Rip-off alert!  Which company did that?



> You know, if I was you I'd go to France from now on!


That's just mean.



> After reading it, I still can't believe this police stuff. Don't get me wrong, I'm not saying it's not true, just that can't believe it.


I agree it's unbelievable.


----------



## mrypg9 (Apr 26, 2008)

You can find fault and moan and whinge or detect ripoffs in any country in the world. Spain is obviously no exception.
Foreigners often complain that the UK is the world ripoff capital.
The old adage caveat emptor applies still.
I too have hired cars all over the world with not one problem
Some people enter into transactions without due diligence.
As for the back wiper story...the sensible procedure is to stand by the vehicle and check for damages with the company rep before letting the car out of your sight, isn't it?
These alleged ripoffs are not typical of or confined to Spain.


----------



## expatrocks (Jan 16, 2012)

> You can find fault and moan and whinge or detect ripoffs in any country in the world.


This thread is about avoiding them in Spain.



> As for the back wiper story...the sensible procedure is to stand by the vehicle and check for damages with the company rep before letting the car out of your sight, isn't it?

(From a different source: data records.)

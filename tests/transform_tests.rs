//! Integration tests for the model operators and the formatter.
//!
//! Every test goes through the public pipeline: raw bytes in, formatted text
//! out, the same path the command-line tool takes.

use serde_json::{json, Value};

use modeltools::formatter::{self, FormatOptions};
use modeltools::tools::{self, Operation, Outcome, ToolError};

const LAMP: &str = r##"{
    "parent": "block/block",
    "textures": {
        "particle": "block/lamp",
        "side": "block/lamp_side"
    },
    "elements": [
        {
            "from": [ 4, 0, 4 ],
            "to": [ 12, 10, 12 ],
            "rotation": { "origin": [ 8, 0, 8 ], "axis": "y", "angle": 22.5 },
            "faces": {
                "down":  { "texture": "#side", "cullface": "down" },
                "up":    { "texture": "#side" },
                "north": { "uv": [ 4, 6, 12, 16 ], "texture": "#side" },
                "south": { "texture": "#side", "tintindex": 0 },
                "west":  { "texture": "#side" },
                "east":  { "texture": "#side" }
            }
        }
    ]
}"##;

fn run_one(tool: &str, args: &str, input: &str) -> Value {
    let op = Operation::parse(tool, args).unwrap();
    let out = tools::run(input.as_bytes(), &op, "lamp", &FormatOptions::default()).unwrap();
    assert_eq!(out.len(), 1);
    assert!(out[0].variant.is_none());
    serde_json::from_str(&out[0].text).unwrap()
}

// ===========================================================================
// Operator properties
// ===========================================================================

#[test]
fn test_resize_example() {
    let model = run_one(
        "resize",
        "0.5;8,8,8",
        r#"{ "elements": [ { "from": [0, 0, 0], "to": [16, 16, 16] } ] }"#,
    );
    assert_eq!(model["elements"][0]["from"], json!([4, 4, 4]));
    assert_eq!(model["elements"][0]["to"], json!([12, 12, 12]));
}

#[test]
fn test_resize_infers_uvs_from_original_bounds() {
    let model = run_one("resize", "2", LAMP);
    let element = &model["elements"][0];
    assert_eq!(element["from"], json!([0, -8, 0]));
    assert_eq!(element["to"], json!([16, 12, 16]));
    assert_eq!(element["rotation"]["origin"], json!([8, -8, 8]));
    assert_eq!(element["faces"]["up"]["uv"], json!([4, 4, 12, 12]));
    assert_eq!(element["faces"]["east"]["uv"], json!([4, 0, 12, 10]));
    // explicit uv untouched
    assert_eq!(element["faces"]["north"]["uv"], json!([4, 6, 12, 16]));
}

#[test]
fn test_rotate_example_full_cube() {
    let model = run_one(
        "rotate",
        "90,y,8,8,8",
        r#"{ "elements": [ { "from": [0, 0, 0], "to": [16, 16, 16] } ] }"#,
    );
    assert_eq!(model["elements"][0]["from"], json!([0, 0, 0]));
    assert_eq!(model["elements"][0]["to"], json!([16, 16, 16]));
}

#[test]
fn test_rotate_four_times_restores_geometry_and_faces() {
    let original: Value = serde_json::from_str(LAMP).unwrap();
    let mut text = LAMP.to_string();
    let op = Operation::parse("rotate", "90,x").unwrap();
    for _ in 0..4 {
        let out = tools::run(text.as_bytes(), &op, "lamp", &FormatOptions::default()).unwrap();
        text = out.into_iter().next().unwrap().text;
    }
    let model: Value = serde_json::from_str(&text).unwrap();
    let (before, after) = (&original["elements"][0], &model["elements"][0]);
    assert_eq!(after["from"], before["from"]);
    assert_eq!(after["to"], before["to"]);
    assert_eq!(after["rotation"], before["rotation"]);
    for face in ["down", "up", "north", "south", "west", "east"] {
        assert_eq!(after["faces"][face]["texture"], before["faces"][face]["texture"]);
        assert_eq!(after["faces"][face]["cullface"], before["faces"][face]["cullface"]);
        assert_eq!(after["faces"][face]["tintindex"], before["faces"][face]["tintindex"]);
    }
}

#[test]
fn test_rotate_180_about_z_remaps_cullface() {
    let model = run_one("rotate", "180,z", LAMP);
    let faces = &model["elements"][0]["faces"];
    // Z cycle: east -> north -> west -> south; down/up are parallel
    assert_eq!(faces["down"]["cullface"], json!("down"));
    assert_eq!(faces["down"]["rotation"], json!(180));
    assert_eq!(faces["up"]["rotation"], json!(180));
    // north's explicit uv content now sits on south
    assert_eq!(faces["south"]["uv"], json!([4, 6, 12, 16]));
    assert!(faces["north"].get("tintindex").is_some());
}

#[test]
fn test_rotate_rejects_bad_angle_before_reading_model() {
    assert!(matches!(
        Operation::parse("rotate", "45,y"),
        Err(ToolError::InvalidArgument(_))
    ));
}

#[test]
fn test_translate_round_trip() {
    let original: Value = serde_json::from_str(LAMP).unwrap();
    let there = run_one("translate", "1.5,-2,3", LAMP);
    let back = run_one("translate", "-1.5,2,-3", &there.to_string());
    assert_eq!(back["elements"][0]["from"], original["elements"][0]["from"]);
    assert_eq!(back["elements"][0]["to"], original["elements"][0]["to"]);
    assert_eq!(back["elements"][0]["rotation"], original["elements"][0]["rotation"]);
}

#[test]
fn test_resize_item_only_touches_display() {
    let model = run_one(
        "resizeitem",
        "2;firstperson_righthand",
        r#"{
            "parent": "item/handheld",
            "display": {
                "firstperson_righthand": { "rotation": [0, -90, 25], "translation": [1.13, 3.2, 1.13], "scale": [0.68, 0.68, 0.68] },
                "gui": { "scale": [1, 1, 1] }
            }
        }"#,
    );
    assert_eq!(
        model["display"]["firstperson_righthand"]["scale"],
        json!([1.36, 1.36, 1.36])
    );
    assert_eq!(model["display"]["gui"]["scale"], json!([1, 1, 1]));
}

#[test]
fn test_malformed_models_fail_cleanly() {
    let op = Operation::parse("translate", "1,1,1").unwrap();
    let options = FormatOptions::default();
    for input in [
        r#"{ "textures": {} }"#,
        r#"{ "elements": [ { "from": [0, 0], "to": [1, 1, 1] } ] }"#,
        r#"{ "elements": [ { "from": [0, 0, 0], "to": [1, 1, 1], "faces": { "up": 1 } } ] }"#,
        r#"{ "elements": "none" }"#,
        "not json",
    ] {
        assert!(
            matches!(
                tools::run(input.as_bytes(), &op, "m", &options),
                Err(ToolError::MalformedDocument(_))
            ),
            "accepted {input}"
        );
    }
}

#[test]
fn test_coordinate_overflow_fails_instead_of_writing_null() {
    let options = FormatOptions::default();
    let model = r#"{ "elements": [ { "from": [1e308, 0, 0], "to": [1, 1, 1] } ] }"#;
    for (tool, args) in [("resize", "1e10;0,0,0"), ("translate", "1.7e308,0,0")] {
        let op = Operation::parse(tool, args).unwrap();
        let result = tools::run(model.as_bytes(), &op, "m", &options);
        assert!(
            matches!(result, Err(ToolError::MalformedDocument(_))),
            "{tool} produced {result:?}"
        );
    }
}

// ===========================================================================
// Combine
// ===========================================================================

#[test]
fn test_combine_in_memory_variants() {
    use modeltools::tools::combine::{CombineArgs, Member};

    let part = |n: i64| json!({ "elements": [ { "from": [n, 0, 0], "to": [n + 1, 1, 1] } ] });
    let op = Operation::Combine(CombineArgs::new(vec![
        vec![Member::new("l", Some(part(0))), Member::new("r", Some(part(1)))],
        vec![
            Member::new("a", Some(part(2))),
            Member::new("b", Some(part(3))),
            Member::new("c", Some(part(4))),
        ],
    ]));

    let base: Value = serde_json::from_str(LAMP).unwrap();
    let outcome = op.apply(base, "lamp").unwrap();
    let Outcome::Variants(variants) = outcome else {
        panic!("combine did not produce variants");
    };
    assert_eq!(variants.len(), 6);
    for variant in &variants {
        assert_eq!(variant.document["elements"].as_array().unwrap().len(), 3);
        assert!(variant.name.starts_with("lamp_"));
    }
    assert_eq!(variants[0].name, "lamp_l_a");
    assert_eq!(variants[5].name, "lamp_r_c");
}

// ===========================================================================
// Formatter
// ===========================================================================

#[test]
fn test_formatter_is_idempotent_on_tool_output() {
    let op = Operation::parse("rotate", "270,y").unwrap();
    let out = tools::run(LAMP.as_bytes(), &op, "lamp", &FormatOptions::default()).unwrap();
    let text = &out[0].text;
    assert_eq!(&formatter::format(text, &FormatOptions::default()).unwrap(), text);
}

#[test]
fn test_formatter_preserves_already_formatted_input() {
    let expected = format!("{LAMP}\n");
    assert_eq!(
        formatter::format(LAMP, &FormatOptions::default()).unwrap(),
        expected
    );
}

#[test]
fn test_custom_indent() {
    let options = FormatOptions {
        indent: "\t".to_string(),
    };
    let text = formatter::format(r#"{"elements":[{"from":[0,0,0]}]}"#, &options).unwrap();
    assert_eq!(text, "{\n\t\"elements\": [\n\t\t{\n\t\t\t\"from\": [ 0, 0, 0 ]\n\t\t}\n\t]\n}\n");
}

There is always an obvious way to avoid a rip-off *after* the fact.


----------



## mrypg9 (Apr 26, 2008)

expatrocks said:


> This thread is about avoiding them in Spain.
> *
> The title of your thread gives the impression that this is a problem of huge dimensions and a problem looming large for immigrants in Spain. It isn't, as other posters have pointed out. The specific 'ripoffs' you mentioned were, if I remember and I'm not going back over the nine pages of this thread were related to high cellphone charges which everyone moans about in every country on earth and a fear of what might happen to you, i.e. your bank account being sequestered for a fine of which you had no prior warning. That's been dealt with too. I honestly don't think that these complaints justify the title.*
> 
> There is always an obvious way to avoid a rip-off *after* the fact.


*
There is almost always an obvious way not to get ripped off at all before any 'fact', especially in connection with returning hire cars and I suggested how. That's what I always do...inspect the vehicle with agent before taking it and reading carefully the 'damage' sheet then doing the same on returning the car which I never let out of my sight before said inspection. Not rocket science, just common sense.
Reading terms and conditions carefuly helps too.

There will always be, in any country in the world, unscrupulous people out to con the naive, the inexperienced and the gullible. This doesn't happen only in Spain...Eastern Europe is a real ripoff area. Having lived in the Czech Republic for several years and spent time in Poland and the former Soviet Union I could write a book about REAL ripoffs...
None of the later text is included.